Anyway, all that commotion would explain why so many deer were out in the open during daylight.  Usually the deer spend the day in the trees around the river.

Here are photos I took later that afternoon of my view of the Swan Mountain Range.




Wednesday, January 20, 2010

Back home

I am back home.  I took the train from North Dakota on Saturday.

The train was a half hour late into Minot.  I don't have a watch so I am not sure if we made up time and got to Whitefish on schedule.  I think we did.  While our stop in Havre seemed shorter than normal, our later stop in Shelby was longer than normal.  Besides once I got home, by the time the clock reset itself to the correct time, the time was 10 pm, which leads me to believe the train arrived on time into Whitefish by 9 pm.

The train was fairly empty.   Initially the main train attendant had me go down three cars to board.  After I did so I decided to check the car several cars up closer to the middle of the train.  I had been placed near the end of the train and that meant a longer walk to the depot once the train arrived in Whitefish.  The second car had few people on board and I even saw a woman going to Whitefish who I had seen earlier in the Minot depot.  She said the train attendant told her to board this car.  So I went back to the first car and told the train attendant I would be moving up two cars.  She was fine with it.

My car had an odd smell to it and Amtrak needed to take the car out of service for a bit in order to do a deep cleaning of it.

I pretty much slept or read magazines and seldom looked out the window at the landscape.  I do remember seeing in the night the large number of red lights on top of the windmills west of Shelby.  Later it was pitch black by the time we reached the mountains.

A strange bearded 30-something guy sat at the end of the car.  When he wasn't wandering up and down the aisle with his ipod's earphones in his ears, he was explaining his shirt choices to various people.  I think he wore three or four or five different shirts that day.  Later, as he passed by, he made a snarky comment about the two military men's conversation.

For the entire trip one of the military men saw in the seat behind me.  Then the last two to three hours of my trip another military guy stopped and started up a conversation.

The guy behind me was an ex-marine who had left the service last year after a five year hitch doing mainly aircraft maintenance. He was 23 years old. The second guy was an Army ranger on his way to being stationed at Fort Lewis in Washington state.  The ranger was in year five of an eight year commitment. He was 22 years old. The two had an interesting conversation comparing and contrasting their two branches of the military, the weapons they had a chance to fire and the helicopters their branch of the military used and ones they had flown in.
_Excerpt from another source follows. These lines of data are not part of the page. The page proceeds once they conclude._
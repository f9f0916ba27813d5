use bigdecimal::ToPrimitive;
use chrono::Utc;

use crate::database::models::salary_setting::{DISTANCE_RATE_KEY, TIME_RATE_KEY, VITAL_RATE_KEY};
use crate::database::models::{
    ActivityTotals, CalculationDetails, NurseSalary, RateTable, SalaryBreakdown, YearMonth,
};
use crate::database::repositories::{
    ActivityRepository, SalaryRepository, SalarySettingRepository, UserRepository,
};
use crate::error::AppError;
use crate::services::salary_calculator;

/// Orchestrates one salary calculation: resolve the nurse, aggregate the
/// month's activity, read the current rates, run the pure calculator, and
/// (for the persisting variant) upsert as the final step. The rate store is
/// injected here rather than read from process-wide state so tests and
/// callers control exactly which configuration a calculation sees.
#[derive(Clone)]
pub struct SalaryService {
    user_repository: UserRepository,
    setting_repository: SalarySettingRepository,
    activity_repository: ActivityRepository,
    salary_repository: SalaryRepository,
}

impl SalaryService {
    pub fn new(
        user_repository: UserRepository,
        setting_repository: SalarySettingRepository,
        activity_repository: ActivityRepository,
        salary_repository: SalaryRepository,
    ) -> Self {
        Self {
            user_repository,
            setting_repository,
            activity_repository,
            salary_repository,
        }
    }

    /// Transient calculation for preview; nothing is written.
    pub async fn calculate(
        &self,
        nurse_id: &str,
        year_month: YearMonth,
    ) -> Result<SalaryBreakdown, AppError> {
        let user = self
            .user_repository
            .find_by_nurse_id(nurse_id)
            .await?
            .ok_or_else(|| AppError::NotFound(format!("Nurse not found: {}", nurse_id)))?;

        // The three aggregates touch disjoint tables; read them concurrently.
        let (total_distance_km, total_minutes, total_vital_count) = futures::try_join!(
            self.activity_repository.total_distance_km(nurse_id, year_month),
            self.activity_repository.total_minutes(nurse_id, year_month),
            self.activity_repository.total_vital_count(user.id, year_month),
        )?;

        let totals = ActivityTotals {
            total_distance_km,
            total_minutes,
            total_vital_count,
        };

        // Rates are read fresh on every calculation so administrative changes
        // apply immediately.
        let rates = self.load_rates().await?;

        let pay = salary_calculator::calculate(&totals, &rates);

        let details = CalculationDetails {
            year_month,
            rates,
            aggregates: totals,
            distance_pay: pay.distance_pay,
            time_pay: pay.time_pay,
            vital_pay: pay.vital_pay,
            total_amount: pay.total_amount,
        };

        Ok(SalaryBreakdown {
            user_id: user.id,
            nurse_id: nurse_id.to_string(),
            year_month,
            total_amount: pay.total_amount,
            distance_pay: pay.distance_pay,
            time_pay: pay.time_pay,
            vital_pay: pay.vital_pay,
            total_distance_km: totals.total_distance_km,
            total_minutes: totals.total_minutes,
            total_vital_count: totals.total_vital_count,
            calculation_details: details,
            calculated_at: Utc::now(),
        })
    }

    /// Calculates and persists. The upsert runs strictly after every read has
    /// completed, so a partially-read month is never written, and the unique
    /// (nurse_id, year_month) index makes concurrent calls last-write-wins.
    pub async fn calculate_and_save(
        &self,
        nurse_id: &str,
        year_month: YearMonth,
    ) -> Result<NurseSalary, AppError> {
        let breakdown = self.calculate(nurse_id, year_month).await?;
        let salary = self.salary_repository.upsert(&breakdown).await?;

        Ok(salary)
    }

    async fn load_rates(&self) -> Result<RateTable, AppError> {
        let (distance_rate, time_rate, vital_rate) = futures::try_join!(
            self.load_rate(DISTANCE_RATE_KEY),
            self.load_rate(TIME_RATE_KEY),
            self.load_rate(VITAL_RATE_KEY),
        )?;

        Ok(RateTable {
            distance_rate,
            time_rate,
            vital_rate,
        })
    }

    async fn load_rate(&self, key: &str) -> Result<f64, AppError> {
        let setting = self
            .setting_repository
            .get(key)
            .await?
            .ok_or_else(|| AppError::NotFound(format!("Salary setting not found: {}", key)))?;

        setting.value.to_f64().ok_or_else(|| {
            AppError::internal_server_error_message(format!(
                "Salary setting {} is not representable as a number",
                key
            ))
        })
    }
}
The Army ranger talked about his tour of duty in Iraq several years ago.  When he was 20 he was in a firefight where the U.S. servicemen were outnumbered.  Because the ranger had injured his foot several days earlier his best friend was the person who kicked in the door instead of the ranger.  The best friend was shot up and killed when he entered the room.  The ranger got his friend (200+ lbs not counting the body armor) and carried him out of the room and back to the Humvee.  Apparently a side effect of carrying his friend was the ranger's Kevlar body armor got twisted around on his body.  Under fire the ranger was shot.  It wasn't until he reached the Humvee and deposited his friend that he noticed blood.  A medic came over to help him and the next the ranger knew he woke up in the hospital.  Apparently, since the Kevlar vest was twisted, a bullet got through and bounce off one of his ribs.  He was sent back to the U.S. to recover and also got a purple heart medal.  He never went back to Iraq as his unit finished their tour of duty and came back to the U.S. before he went back to active duty.

Both men had killed enemy solders and agreed that it annoyed them greatly when people who weren't in the military wanted to know how many people they had killed.  They didn't mind talking about that part of combat with other solders but did not like talking to others about it as they wouldn't understand having never been in battle.

I noticed the marine didn't talk much of his combat experience keeping his comments mainly about military life, his likes and dislikes.  The marine thought many of the people he worked with were lazy and complained and whined, and a number were overweight.  He liked the job but not the people so much and that is why he left the service.  He described himself as a 'by the book' kind of guy.

The marine loved flying and got his pilot's license for small planes before his driver's license as his parents wouldn't let him get a driver's license until he was 18.  Right now he was taking time to enjoy life before deciding what to do next.  He was smart and saved his pay and now has enough money to live on for a while.  This train trip was to go from Seattle to Chicago for one day to wander around Chicago before returning to Seattle.  Four days on the train for one day in Chicago.  Ya, he has time to burn.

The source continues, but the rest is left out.